Measure the space for your walk-in shower carefully to determine the exact dimensions you are going to use to build it. Also decide upon a design, such as whether or not the shower will have a bench seat in it or not. If you plan on installing a bench, Tim Carter of the Ask the Builder website recommends a minimum shower width of 30 inches and a length of 48 to 54 inches to allow enough room for a seat.
Clear out the existing space if you're removing a tub or other bathroom components such as the sink or toilet. These need to be out of the way before proceeding.
Divide the entry way of the shower into two halves and mark a spot on the floor where the halfway mark is. Draw a 4-by-4 square around the mark with mark at the exact center of the square. Drill a hole at this halfway point to serve as a pilot hole. If you're working on a concrete slab, you will have to take a slightly different approach.
Cut the 4-by-4 hole using a jigsaw. Measure and cut a 48-inch 4-by-4 beam to insert into the hole. You will have crawl under the house to attach the beam to a floor joist. Do this, leaving approximately 36 inches of the beam exposed and sticking out of the floor. Attach the beam to the joist using self-tapping wood screws. Take small level with you when you go under the house. Try to ensure that the beam sits at 90 degrees or as close as possible.
Measure the distance from your 4-by-4 post to the back and front wall of your shower. Cut two 2-by-4s to lay on the floor between the post and the wall. Nail these to the wood floor. If you have a concrete slab, drill holes using a masonry bolt and bolt down the boards using masonry bolts. The 2-by-4 should buttress up against the 4-by-4.
Measure the distance from the top of the 2-by-4 on the floor to the top of the 4-by-4. Cut two more 2-by-4 inch boards this length. At the halfway point between the 4-by-4 and the back wall of the shower, nail one 2-by-4 so that stands straight up and parallel to the 4-by-4. Nail the other 2-by-4 in the same way, but against the back wall.

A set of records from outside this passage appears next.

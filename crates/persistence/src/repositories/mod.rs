//! Repository implementations for database operations.

pub mod analytics;
pub mod audit_log;
pub mod delivery;
pub mod geo_point;

pub use analytics::AnalyticsRepository;
pub use audit_log::AuditLogRepository;
pub use delivery::DeliveryRepository;
pub use geo_point::GeoPointRepository;
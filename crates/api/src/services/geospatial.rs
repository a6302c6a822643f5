//! Geospatial tracking service.
//!
//! Orchestrates location ingestion, geofence evaluation, route queries,
//! clustering, and heatmap aggregation over the persistence and provider
//! collaborators.

use chrono::{DateTime, Duration, Utc};
use std::sync::Arc;
use tracing::info;
use validator::Validate;

use domain::geo::{is_valid_coordinates, is_within_radius, Coordinates};
use domain::models::cluster::{ClusterSummary, DriverCluster};
use domain::models::geo_point::{
    DriverLocationRecord, GeoPoint, LocationHistoryQuery, LocationHistoryResponse, PaginationInfo,
    TrackLocationRequest,
};
use domain::models::geofence::{GeofenceAlert, SetupGeofenceRequest};
use domain::models::heatmap::{heatmap_color, intensity_for_count, HeatmapCell, HeatmapSummary};
use domain::models::route::{RouteRequest, RouteResult};
use domain::services::clustering::cluster_points;
use domain::services::events::EventPublisher;
use domain::services::geofencing::{
    current_alerts, evaluate_ping, registration_alert, GeofenceRegistry,
};
use domain::services::routing::RouteEstimator;
use persistence::repositories::{DeliveryRepository, GeoPointRepository};
use shared::pagination::{decode_cursor, encode_cursor};

use crate::error::ApiError;
use crate::middleware::metrics::{record_geofence_breach, record_location_tracked};
use crate::services::providers::DriverDirectory;

/// Whether a last-seen timestamp counts as online at the given threshold.
pub fn is_online(last_update: DateTime<Utc>, now: DateTime<Utc>, threshold: Duration) -> bool {
    now - last_update < threshold
}

/// Orchestrator for the tracking subsystem.
pub struct GeospatialService {
    geo_points: GeoPointRepository,
    deliveries: DeliveryRepository,
    registry: Arc<GeofenceRegistry>,
    estimator: RouteEstimator,
    directory: Arc<dyn DriverDirectory>,
    publisher: Arc<dyn EventPublisher>,
    online_threshold: Duration,
}

impl GeospatialService {
    #[allow(clippy::too_many_arguments)]
    pub fn new(
        geo_points: GeoPointRepository,
        deliveries: DeliveryRepository,
        registry: Arc<GeofenceRegistry>,
        estimator: RouteEstimator,
        directory: Arc<dyn DriverDirectory>,
        publisher: Arc<dyn EventPublisher>,
        online_threshold_secs: i64,
    ) -> Self {
        Self {
            geo_points,
            deliveries,
            registry,
            estimator,
            directory,
            publisher,
            online_threshold: Duration::seconds(online_threshold_secs),
        }
    }

    /// Ingest a location ping: validate, persist, evaluate the geofence for
    /// the pair, publish the update, and return the enriched record.
    pub async fn track_location(
        &self,
        request: TrackLocationRequest,
    ) -> Result<DriverLocationRecord, ApiError> {
        request.validate()?;

        if let Some(delivery_id) = request.delivery_id {
            if !self.deliveries.exists(delivery_id).await? {
                return Err(ApiError::NotFound(format!(
                    "Delivery {} not found",
                    delivery_id
                )));
            }
        }

        let entity = self
            .geo_points
            .insert(
                request.driver_id,
                request.delivery_id,
                request.lat,
                request.long,
                request.speed_kmh,
                request.heading_degrees,
                request.accuracy_meters,
            )
            .await?;
        let point: GeoPoint = entity.into();

        record_location_tracked();
        info!(
            driver_id = point.driver_id,
            delivery_id = ?point.delivery_id,
            "Tracked driver location"
        );

        if let Some(alert) = evaluate_ping(&self.registry, &point, Utc::now()) {
            record_geofence_breach();
            self.publisher.publish_geofence_alert(&alert).await;
        }

        let record = self.enrich(point, "IN_PROGRESS", true).await;
        self.publisher.publish_driver_location(&record).await;
        Ok(record)
    }

    /// Latest position per distinct driver, flagged online/offline against
    /// the staleness threshold.
    pub async fn active_drivers_on_map(&self) -> Result<Vec<DriverLocationRecord>, ApiError> {
        let now = Utc::now();
        let latest = self.geo_points.find_latest_per_driver().await?;

        let mut records = Vec::with_capacity(latest.len());
        for entity in latest {
            let point: GeoPoint = entity.into();
            let online = is_online(point.timestamp, now, self.online_threshold);
            records.push(self.enrich(point, "ACTIVE", online).await);
        }
        Ok(records)
    }

    /// Latest driver positions within `radius_km` of a center point.
    pub async fn drivers_in_radius(
        &self,
        center_lat: f64,
        center_long: f64,
        radius_km: f64,
    ) -> Result<Vec<DriverLocationRecord>, ApiError> {
        if !is_valid_coordinates(center_lat, center_long) {
            return Err(ApiError::Validation("Invalid center coordinates".into()));
        }
        if radius_km <= 0.0 {
            return Err(ApiError::Validation("Radius must be positive".into()));
        }

        let center = Coordinates::new(center_lat, center_long);
        let now = Utc::now();
        let latest = self.geo_points.find_latest_per_driver().await?;

        let mut records = Vec::new();
        for entity in latest {
            let point: GeoPoint = entity.into();
            if is_within_radius(point.coordinates(), center, radius_km) {
                let online = is_online(point.timestamp, now, self.online_threshold);
                records.push(self.enrich(point, "ACTIVE", online).await);
            }
        }
        Ok(records)
    }

    /// Chronological position history for a driver.
    pub async fn driver_location_history(
        &self,
        driver_id: i64,
        query: &LocationHistoryQuery,
    ) -> Result<LocationHistoryResponse, ApiError> {
        let cursor = parse_cursor(query)?;
        let limit = query.effective_limit() as i64;
        let entities = self
            .geo_points
            .history_by_driver(driver_id, cursor, limit)
            .await?;
        Ok(paginate(entities, limit))
    }

    /// The route actually travelled for a delivery.
    pub async fn delivery_route_history(
        &self,
        delivery_id: i64,
        query: &LocationHistoryQuery,
    ) -> Result<LocationHistoryResponse, ApiError> {
        if !self.deliveries.exists(delivery_id).await? {
            return Err(ApiError::NotFound(format!(
                "Delivery {} not found",
                delivery_id
            )));
        }
        let cursor = parse_cursor(query)?;
        let limit = query.effective_limit() as i64;
        let entities = self
            .geo_points
            .history_by_delivery(delivery_id, cursor, limit)
            .await?;
        Ok(paginate(entities, limit))
    }

    /// Latest driver positions grouped into spatial clusters.
    pub async fn clustered_drivers_view(&self, radius_km: f64) -> Result<ClusterSummary, ApiError> {
        if radius_km <= 0.0 {
            return Err(ApiError::Validation("Cluster radius must be positive".into()));
        }

        let now = Utc::now();
        let latest = self.geo_points.find_latest_per_driver().await?;
        let points: Vec<GeoPoint> = latest.into_iter().map(Into::into).collect();
        let total_drivers = points.len();

        let raw_clusters = cluster_points(&points, radius_km);

        let mut clusters = Vec::with_capacity(raw_clusters.len());
        for (index, cluster) in raw_clusters.iter().enumerate() {
            let mut drivers = Vec::with_capacity(cluster.member_indices.len());
            for &point_index in &cluster.member_indices {
                let point = points[point_index].clone();
                let online = is_online(point.timestamp, now, self.online_threshold);
                drivers.push(self.enrich(point, "ACTIVE", online).await);
            }
            clusters.push(DriverCluster {
                cluster_id: format!("cluster_{}_{}", now.timestamp_millis(), index),
                center_lat: cluster.center_lat,
                center_long: cluster.center_long,
                driver_count: drivers.len(),
                radius_km,
                drivers,
            });
        }

        Ok(ClusterSummary {
            total_clusters: clusters.len(),
            total_drivers,
            clusters,
        })
    }

    /// Delivery volume per region/woreda as normalized heatmap cells.
    pub async fn delivery_heatmap(
        &self,
        region: Option<&str>,
        woreda: Option<&str>,
    ) -> Result<HeatmapSummary, ApiError> {
        let aggregates = self.deliveries.heatmap_aggregates(region, woreda).await?;

        let mut total_deliveries = 0;
        let mut regions = std::collections::HashSet::new();
        let mut woredas = std::collections::HashSet::new();
        let mut cells = Vec::with_capacity(aggregates.len());

        for aggregate in aggregates {
            total_deliveries += aggregate.delivery_count;
            regions.insert(aggregate.region.clone());
            woredas.insert(aggregate.woreda.clone());

            let intensity = intensity_for_count(aggregate.delivery_count);
            cells.push(HeatmapCell {
                region: aggregate.region,
                woreda: aggregate.woreda,
                delivery_count: aggregate.delivery_count,
                center_lat: aggregate.center_lat.unwrap_or(0.0),
                center_long: aggregate.center_long.unwrap_or(0.0),
                intensity,
                color: heatmap_color(intensity),
            });
        }

        Ok(HeatmapSummary {
            total_deliveries,
            total_regions: regions.len(),
            total_woredas: woredas.len(),
            heatmap_data: cells,
        })
    }

    /// Register (or overwrite) a geofencing alert for a (driver, delivery)
    /// pair.
    pub async fn setup_geofence_alert(
        &self,
        request: SetupGeofenceRequest,
    ) -> Result<GeofenceAlert, ApiError> {
        request.validate()?;

        if !self.deliveries.exists(request.delivery_id).await? {
            return Err(ApiError::NotFound(format!(
                "Delivery {} not found",
                request.delivery_id
            )));
        }

        let now = Utc::now();
        let zone = self.registry.register(&request, now);
        info!(
            driver_id = zone.driver_id,
            delivery_id = zone.delivery_id,
            radius_km = zone.radius_km,
            "Registered geofencing alert"
        );
        Ok(registration_alert(&zone, now))
    }

    /// Current geofence status for a pair, recomputed from the latest known
    /// position.
    pub async fn geofence_alerts(
        &self,
        driver_id: i64,
        delivery_id: i64,
    ) -> Result<Vec<GeofenceAlert>, ApiError> {
        let latest = self
            .geo_points
            .find_latest_for_pair(driver_id, delivery_id)
            .await?
            .map(GeoPoint::from);
        Ok(current_alerts(
            &self.registry,
            driver_id,
            delivery_id,
            latest.as_ref(),
            Utc::now(),
        ))
    }

    /// Drop the geofence registration for a pair. Returns whether one
    /// existed.
    pub fn clear_geofence_alert(&self, driver_id: i64, delivery_id: i64) -> bool {
        self.registry.clear(driver_id, delivery_id)
    }

    /// Route query dispatch: optimization wins over traffic, traffic over
    /// the plain calculation.
    pub async fn get_route(&self, request: &RouteRequest) -> Result<RouteResult, ApiError> {
        Ok(self.estimator.estimate(request).await?)
    }

    async fn enrich(
        &self,
        point: GeoPoint,
        delivery_status: &str,
        online: bool,
    ) -> DriverLocationRecord {
        let profile = self.directory.driver_profile(point.driver_id).await;
        DriverLocationRecord {
            id: point.id,
            driver_id: point.driver_id,
            delivery_id: point.delivery_id,
            lat: point.lat,
            long: point.long,
            timestamp: point.timestamp,
            speed_kmh: point.speed_kmh,
            heading_degrees: point.heading_degrees,
            accuracy_meters: point.accuracy_meters,
            driver_name: profile.name,
            vehicle_info: profile.vehicle_info,
            delivery_status: delivery_status.to_string(),
            is_online: online,
        }
    }
}

fn parse_cursor(
    query: &LocationHistoryQuery,
) -> Result<Option<(DateTime<Utc>, i64)>, ApiError> {
    match &query.cursor {
        Some(cursor) => decode_cursor(cursor)
            .map(Some)
            .map_err(|e| ApiError::Validation(format!("Invalid cursor: {}", e))),
        None => Ok(None),
    }
}

fn paginate(
    entities: Vec<persistence::entities::GeoPointEntity>,
    limit: i64,
) -> LocationHistoryResponse {
    let has_more = entities.len() as i64 > limit;
    let locations: Vec<GeoPoint> = entities
        .into_iter()
        .take(limit as usize)
        .map(Into::into)
        .collect();

    let next_cursor = if has_more {
        locations
            .last()
            .map(|point| encode_cursor(point.timestamp, point.id))
    } else {
        None
    };

    LocationHistoryResponse {
        locations,
        pagination: PaginationInfo {
            next_cursor,
            has_more,
        },
    }
}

Measure and cut one additional 2-by-4 to sit on top of the 2-by-4s and the 4-by-4. Drive 3-inch galvanized steel nails through the 2-by-4 down into the ends of the other boards.
Cut two 2-by-8 inch boards to fit between the two 2-by-4s and between the middle 2-by-4 and the 4-by-4. Place wood glue on the end of each of these and then screw them together using 3-inch self-tapping wood screws. These pieces should sit on their side and on top of the 2-by-4 that you nailed to the floor. They will serve as a support for the rest of the frame and an additional lip at the bottom of the shower.
Measure the distance between the 4-by-4 and the front wall of the shower. Cut two more 2-by-4 boards to lay flat on the space where shower entry will be. Glue and nail these boards to the other 2-by-4. Nail one in place and then place the second on top of the first. Also drive nails diagonally through the 2-by-4s into the front shower wall stud and into the 4-by-by. These boards will serve as the lip for the shower door and will help solidify the rest of the frame.
Finish off your shower with the covering of your choice, whether it be a cut-to-fit fabricated shower stall or tile. If you will be adding tile, you will need to take some additional steps to provide a surface for the shower tile, otherwise your shower frame will be complete.